Task item:
Return all the entries below exactly as they were given.

^^^^^^^^

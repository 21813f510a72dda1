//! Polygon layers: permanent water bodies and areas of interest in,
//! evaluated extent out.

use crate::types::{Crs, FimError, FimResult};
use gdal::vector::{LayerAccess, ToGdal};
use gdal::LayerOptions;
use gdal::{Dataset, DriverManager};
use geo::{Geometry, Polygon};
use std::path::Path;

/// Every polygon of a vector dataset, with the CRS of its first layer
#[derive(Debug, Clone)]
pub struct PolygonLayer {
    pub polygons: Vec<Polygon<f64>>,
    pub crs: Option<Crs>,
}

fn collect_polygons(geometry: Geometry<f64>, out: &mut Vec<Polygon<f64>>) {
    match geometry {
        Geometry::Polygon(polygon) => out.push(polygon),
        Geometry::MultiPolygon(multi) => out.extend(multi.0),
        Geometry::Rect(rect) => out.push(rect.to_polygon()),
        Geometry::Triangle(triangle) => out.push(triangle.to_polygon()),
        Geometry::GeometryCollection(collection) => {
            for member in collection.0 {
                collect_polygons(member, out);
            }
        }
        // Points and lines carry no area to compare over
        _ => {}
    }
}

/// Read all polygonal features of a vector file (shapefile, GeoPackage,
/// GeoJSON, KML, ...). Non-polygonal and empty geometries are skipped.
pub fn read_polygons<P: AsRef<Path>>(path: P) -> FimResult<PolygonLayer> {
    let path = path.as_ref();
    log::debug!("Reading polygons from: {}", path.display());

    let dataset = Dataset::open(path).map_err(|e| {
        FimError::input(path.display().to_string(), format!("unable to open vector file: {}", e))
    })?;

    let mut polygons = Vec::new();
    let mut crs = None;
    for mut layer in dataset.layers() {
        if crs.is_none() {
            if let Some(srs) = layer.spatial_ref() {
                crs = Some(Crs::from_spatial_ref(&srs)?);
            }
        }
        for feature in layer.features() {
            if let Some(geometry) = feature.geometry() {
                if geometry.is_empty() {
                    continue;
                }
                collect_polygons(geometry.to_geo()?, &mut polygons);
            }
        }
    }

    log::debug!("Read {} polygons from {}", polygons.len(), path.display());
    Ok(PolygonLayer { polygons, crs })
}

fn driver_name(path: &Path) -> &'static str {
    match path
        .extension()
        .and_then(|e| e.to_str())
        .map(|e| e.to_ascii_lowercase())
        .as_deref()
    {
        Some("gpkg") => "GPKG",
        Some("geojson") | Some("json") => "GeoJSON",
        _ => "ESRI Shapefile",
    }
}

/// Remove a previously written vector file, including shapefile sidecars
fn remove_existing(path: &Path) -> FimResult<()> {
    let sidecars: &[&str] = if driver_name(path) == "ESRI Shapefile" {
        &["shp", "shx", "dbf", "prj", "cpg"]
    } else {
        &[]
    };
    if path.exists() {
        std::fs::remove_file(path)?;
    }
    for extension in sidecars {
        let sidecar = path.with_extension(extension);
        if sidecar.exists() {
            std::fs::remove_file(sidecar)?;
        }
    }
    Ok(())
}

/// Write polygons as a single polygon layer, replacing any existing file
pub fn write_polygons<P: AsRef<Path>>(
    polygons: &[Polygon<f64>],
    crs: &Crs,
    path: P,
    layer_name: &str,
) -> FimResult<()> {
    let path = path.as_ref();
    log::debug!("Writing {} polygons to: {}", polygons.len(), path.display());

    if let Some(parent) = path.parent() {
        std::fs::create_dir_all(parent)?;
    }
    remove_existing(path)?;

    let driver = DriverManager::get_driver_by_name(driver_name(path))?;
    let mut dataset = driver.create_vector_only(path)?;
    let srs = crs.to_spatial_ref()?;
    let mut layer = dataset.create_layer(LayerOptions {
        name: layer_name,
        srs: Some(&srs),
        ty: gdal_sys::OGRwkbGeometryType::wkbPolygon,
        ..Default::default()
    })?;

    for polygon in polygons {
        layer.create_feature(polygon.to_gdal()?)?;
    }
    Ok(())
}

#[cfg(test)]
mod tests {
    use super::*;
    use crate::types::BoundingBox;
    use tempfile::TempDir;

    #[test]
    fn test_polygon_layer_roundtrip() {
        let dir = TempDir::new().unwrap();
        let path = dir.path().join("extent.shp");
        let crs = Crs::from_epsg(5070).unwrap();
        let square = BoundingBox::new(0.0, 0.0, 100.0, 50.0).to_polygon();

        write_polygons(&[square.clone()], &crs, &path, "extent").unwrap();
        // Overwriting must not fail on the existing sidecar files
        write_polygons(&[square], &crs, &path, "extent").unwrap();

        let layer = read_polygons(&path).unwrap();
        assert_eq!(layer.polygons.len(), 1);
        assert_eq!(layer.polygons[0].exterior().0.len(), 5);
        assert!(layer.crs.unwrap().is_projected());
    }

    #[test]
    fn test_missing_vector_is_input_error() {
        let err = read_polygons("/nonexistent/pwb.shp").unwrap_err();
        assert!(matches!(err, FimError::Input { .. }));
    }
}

^^^^^^^^

Written solution:
repository 21813f510a72dda1
//! Polygon layers: permanent water bodies and areas of interest in,
//! evaluated extent out.

use crate::types::{Crs, FimError, FimResult};
use gdal::vector::{LayerAccess, ToGdal};
use gdal::LayerOptions;
use gdal::{Dataset, DriverManager};
use geo::{Geometry, Polygon};
use std::path::Path;

/// Every polygon of a vector dataset, with the CRS of its first layer
#[derive(Debug, Clone)]
pub struct PolygonLayer {
    pub polygons: Vec<Polygon<f64>>,
    pub crs: Option<Crs>,
}

fn collect_polygons(geometry: Geometry<f64>, out: &mut Vec<Polygon<f64>>) {
    match geometry {
        Geometry::Polygon(polygon) => out.push(polygon),
        Geometry::MultiPolygon(multi) => out.extend(multi.0),
        Geometry::Rect(rect) => out.push(rect.to_polygon()),
        Geometry::Triangle(triangle) => out.push(triangle.to_polygon()),
        Geometry::GeometryCollection(collection) => {
            for member in collection.0 {
                collect_polygons(member, out);
            }
        }
        // Points and lines carry no area to compare over
        _ => {}
    }
}

/// Read all polygonal features of a vector file (shapefile, GeoPackage,
/// GeoJSON, KML, ...). Non-polygonal and empty geometries are skipped.
pub fn read_polygons<P: AsRef<Path>>(path: P) -> FimResult<PolygonLayer> {
    let path = path.as_ref();
    log::debug!("Reading polygons from: {}", path.display());

    let dataset = Dataset::open(path).map_err(|e| {
        FimError::input(path.display().to_string(), format!("unable to open vector file: {}", e))
    })?;

    let mut polygons = Vec::new();
    let mut crs = None;
    for mut layer in dataset.layers() {
        if crs.is_none() {
            if let Some(srs) = layer.spatial_ref() {
                crs = Some(Crs::from_spatial_ref(&srs)?);
            }
        }
        for feature in layer.features() {
            if let Some(geometry) = feature.geometry() {
                if geometry.is_empty() {
                    continue;
                }
                collect_polygons(geometry.to_geo()?, &mut polygons);
            }
        }
    }

    log::debug!("Read {} polygons from {}", polygons.len(), path.display());
    Ok(PolygonLayer { polygons, crs })
}

fn driver_name(path: &Path) -> &'static str {
    match path
        .extension()
        .and_then(|e| e.to_str())
        .map(|e| e.to_ascii_lowercase())
        .as_deref()
    {
        Some("gpkg") => "GPKG",
        Some("geojson") | Some("json") => "GeoJSON",
        _ => "ESRI Shapefile",
    }
}

/// Remove a previously written vector file, including shapefile sidecars
fn remove_existing(path: &Path) -> FimResult<()> {
    let sidecars: &[&str] = if driver_name(path) == "ESRI Shapefile" {
        &["shp", "shx", "dbf", "prj", "cpg"]
    } else {
        &[]
    };
    if path.exists() {
        std::fs::remove_file(path)?;
    }
    for extension in sidecars {
        let sidecar = path.with_extension(extension);
        if sidecar.exists() {
            std::fs::remove_file(sidecar)?;
        }
    }
    Ok(())
}

/// Write polygons as a single polygon layer, replacing any existing file
pub fn write_polygons<P: AsRef<Path>>(
    polygons: &[Polygon<f64>],
    crs: &Crs,
    path: P,
    layer_name: &str,
) -> FimResult<()> {
    let path = path.as_ref();
    log::debug!("Writing {} polygons to: {}", polygons.len(), path.display());

    if let Some(parent) = path.parent() {
        std::fs::create_dir_all(parent)?;
    }
    remove_existing(path)?;

    let driver = DriverManager::get_driver_by_name(driver_name(path))?;
    let mut dataset = driver.create_vector_only(path)?;
    let srs = crs.to_spatial_ref()?;
    let mut layer = dataset.create_layer(LayerOptions {
        name: layer_name,
        srs: Some(&srs),
        ty: gdal_sys::OGRwkbGeometryType::wkbPolygon,
        ..Default::default()
    })?;

    for polygon in polygons {
        layer.create_feature(polygon.to_gdal()?)?;
    }
    Ok(())
}

#[cfg(test)]
mod tests {
    use super::*;
    use crate::types::BoundingBox;
    use tempfile::TempDir;

    #[test]
    fn test_polygon_layer_roundtrip() {
        let dir = TempDir::new().unwrap();
        let path = dir.path().join("extent.shp");
        let crs = Crs::from_epsg(5070).unwrap();
        let square = BoundingBox::new(0.0, 0.0, 100.0, 50.0).to_polygon();

        write_polygons(&[square.clone()], &crs, &path, "extent").unwrap();
        // Overwriting must not fail on the existing sidecar files
        write_polygons(&[square], &crs, &path, "extent").unwrap();

        let layer = read_polygons(&path).unwrap();
        assert_eq!(layer.polygons.len(), 1);
        assert_eq!(layer.polygons[0].exterior().0.len(), 5);
        assert!(layer.crs.unwrap().is_projected());
    }

    #[test]
    fn test_missing_vector_is_input_error() {
        let err = read_polygons("/nonexistent/pwb.shp").unwrap_err();
        assert!(matches!(err, FimError::Input { .. }));
    }
}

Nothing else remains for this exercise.